According to a statement sent by Pinder’s family and shared with his old bandmate John Lodge of the Moody Blues, Pinder “passed peacefully” on Wednesday at his home in Northern California, “surrounded by his devoted family.” There was no cause of death mentioned.
“His last days were filled with music, surrounded by the love of his family,” Pinder’s family said in their ode to the “musician, father, cosmic philosopher & friend.” Michael had a very introspective life that united his heart and head, living with a sense of childish wonder.
In 1964, Pinder joined Denny Laine, Graeme Edge, Ray Thomas, and Clint Warwick as founding members of the Moody Blues. In the same year, that lineup’s breakthrough single—a cover of “Go Now”—was published. All of the original songs on the band’s 1965 first album, The Magnificent Moodies, were co-written by Pinder and Laine. But following “Go Now’s” breakthrough, “Our management had vanished with the money.” When we visited the workplace one day, they had essentially disappeared. Pinder told Rolling Stone in 2018 that “we were broke and they had gone bankrupt.”

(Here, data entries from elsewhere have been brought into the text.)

use crate::state::AppState;
use actix_web::{
    dev::{forward_ready, Service, ServiceRequest, ServiceResponse, Transform},
    web, Error,
};
use futures_util::future::LocalBoxFuture;
use std::{
    future::{ready, Ready},
    time::Instant,
};

pub struct MetricsMiddleware;

impl<S, B> Transform<S, ServiceRequest> for MetricsMiddleware
where
    S: Service<ServiceRequest, Response = ServiceResponse<B>, Error = Error>,
    S::Future: 'static,
    B: 'static,
{
    type Response = ServiceResponse<B>;
    type Error = Error;
    type InitError = ();
    type Transform = MetricsMiddlewareService<S>;
    type Future = Ready<Result<Self::Transform, Self::InitError>>;

    fn new_transform(&self, service: S) -> Self::Future {
        ready(Ok(MetricsMiddlewareService { service }))
    }
}

pub struct MetricsMiddlewareService<S> {
    service: S,
}

impl<S, B> Service<ServiceRequest> for MetricsMiddlewareService<S>
where
    S: Service<ServiceRequest, Response = ServiceResponse<B>, Error = Error>,
    S::Future: 'static,
    B: 'static,
{
    type Response = ServiceResponse<B>;
    type Error = Error;
    type Future = LocalBoxFuture<'static, Result<Self::Response, Self::Error>>;

    forward_ready!(service);

    fn call(&self, req: ServiceRequest) -> Self::Future {
        let start_time = Instant::now();
        let method = req.method().to_string();
        let path = req.uri().path().to_string();
        let endpoint = format!("{} {}", method, path);

        // WebSocket upgrades live for the whole conversation; their
        // "duration" would swamp the per-endpoint averages. Session counts
        // are tracked by the voice endpoint itself.
        let track_duration = !path.starts_with("/ws/");

        if let Some(app_state) = req.app_data::<web::Data<AppState>>() {
            app_state.increment_request_count();
        }

        let fut = self.service.call(req);

        Box::pin(async move {
            let result = fut.await;
            let duration_ms = start_time.elapsed().as_millis() as u64;

            let is_error = match &result {
                Ok(response) => {
                    response.status().is_client_error() || response.status().is_server_error()
                }
                Err(_) => true,
            };

            if let Ok(response) = &result {
                if let Some(app_state) = response.request().app_data::<web::Data<AppState>>() {
                    if track_duration {
                        app_state.record_endpoint_request(&endpoint, duration_ms, is_error);
                    }

                    if is_error {
                        app_state.increment_error_count();
                    }
                }
            }

            result
        })
    }
}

Laine and Warwick departed the Moody Blues shortly after, and Pinder is credited with bringing in vocalist Justin Hayward to replace Laine. Together with bassist John Lodge, Hayward would go on to create the Moody Blues’ “classic” lineup. “I had composed a few songs and submitted them to the Animals’ Eric Burdon.” He gave them to Mike Pinder at the Moodies without my knowledge, and shortly after, Mike called me. We hit it off when I traveled to London to meet him,” Hayward told Rolling Stone.
From 1967’s Days of Future Passed to 1978’s Octave, the band’s next eight albums would be recorded by that quintet (Pinder, Hayward, Lodge, Thomas, and Edge). Pinder played keyboards and piano and, with his innovative use of the Mellotron, pushed the Moody Blues toward progressive rock.
“I was able to make my own variations of string movements with the Mellotron.” Any instrument I wanted to hear in the song might be played by me. I could use the Mellotron to play strings if I heard them. In our oral history of the band’s “Nights in White Satin,” which included Pinder’s reading of the Edge poem “Late Lament,” Pinder told Rolling Stone, “If I heard cello, brass, trumpets, or piano, I could play them.”